In QCD, the gauge-invariant Lagrangian under the transformation

$$ \psi \to \psi' = e^{ig T^a \theta^a(x)} \psi$$

is written as:

$$\mathcal{L} = \bar{\psi}(i\gamma^\mu D_\mu - m)\psi - \frac{1}{4}G^a_{\mu\nu}G_a^{\mu\nu}$$

where the covariant derivative is:

$$D_\mu = \partial_\mu - ig T^a G^a_\mu$$

and the field strength tensor is defined as:

$$ G^a_{\mu\nu} = \partial_\mu G^a_\nu - \partial_\nu G^a_\mu + g f_{abc} G^b_\mu G^c_\nu $$

If I impose the gauge-invariance, I find that the gauge field transforms as:

$$ G^a_\mu \to G'^a_\mu = G^a_\mu + \partial_\mu \theta^a $$

Am I correct?
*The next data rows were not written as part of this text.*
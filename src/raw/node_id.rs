use core::num::NonZero;

/// Arena address of a node: a slot index tagged with the slot's reuse
/// generation.
///
/// Splits allocate nodes and merges free them, so arena slots recycle
/// constantly. A bare index held across a free would silently resolve to
/// whatever node the slot hosts next; the generation tag turns that into a
/// loud failure, since the arena retires a slot's generation when it frees
/// it and checks the tag on every access.
///
/// The index is stored shifted by one so the niche optimization keeps
/// `Option<NodeId>` the same size as `NodeId`; the parent, sibling, and
/// child links are all plain ids.
#[derive(Clone, Copy, Debug, Eq, PartialEq)]
pub(crate) struct NodeId {
    slot: NonZero<u32>,
    generation: u32,
}

impl NodeId {
    pub(crate) const MAX_INDEX: usize = (u32::MAX - 1) as usize;

    #[inline]
    #[allow(clippy::cast_possible_truncation)]
    pub(crate) fn new(index: usize, generation: u32) -> Self {
        assert!(index <= Self::MAX_INDEX, "`NodeId::new()` - `index` > `NodeId::MAX_INDEX`!");
        // `index + 1` cannot be zero and cannot overflow.
        Self {
            slot: NonZero::new(index as u32 + 1).unwrap(),
            generation,
        }
    }

    #[inline]
    pub(crate) fn index(self) -> usize {
        (self.slot.get() - 1) as usize
    }

    #[inline]
    pub(crate) fn generation(self) -> u32 {
        self.generation
    }
}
I think I am, but if I look at how the field strength transforms, I expect it to remain invariant, but instead I find an extra term:

$$ G^a_{\mu\nu} \to G^a_{\mu\nu} + g_s f_{abc}(\partial_\mu \theta^b \partial_\nu \theta^c + \partial_\mu \theta^b G^c_\nu + \partial_\nu \theta^c G^b_\mu) $$

Does this term vanish? If does then Why? Or am I totally wrong on the transformation of the gauge field?

Answer 1

The Gauge field transforms as $$ G_{\mu}^{i}\frac{\lambda^{i}}{2} \rightarrow G_{\mu}' = uG_{\mu}u^{-1}+\frac{i}{g}u\partial_{\mu}u^{-1} $$ with $u \in SU(3)$ such that $$ u^{-1}(x)=\exp (-i\alpha^i \lambda^i /2) $$ this can be expanded in a series for infinitesimal transformations.

EDIT:

expanding $u^{-1}$ $$ u^{-1} \approx 1 -i\alpha^i \lambda^i/2 + \mathcal{O}(\alpha^2) $$ you can preform this expansion for both $u$ and it's inverse to first order and make sure to keep everything to first order in $\alpha$, it will include a commutator.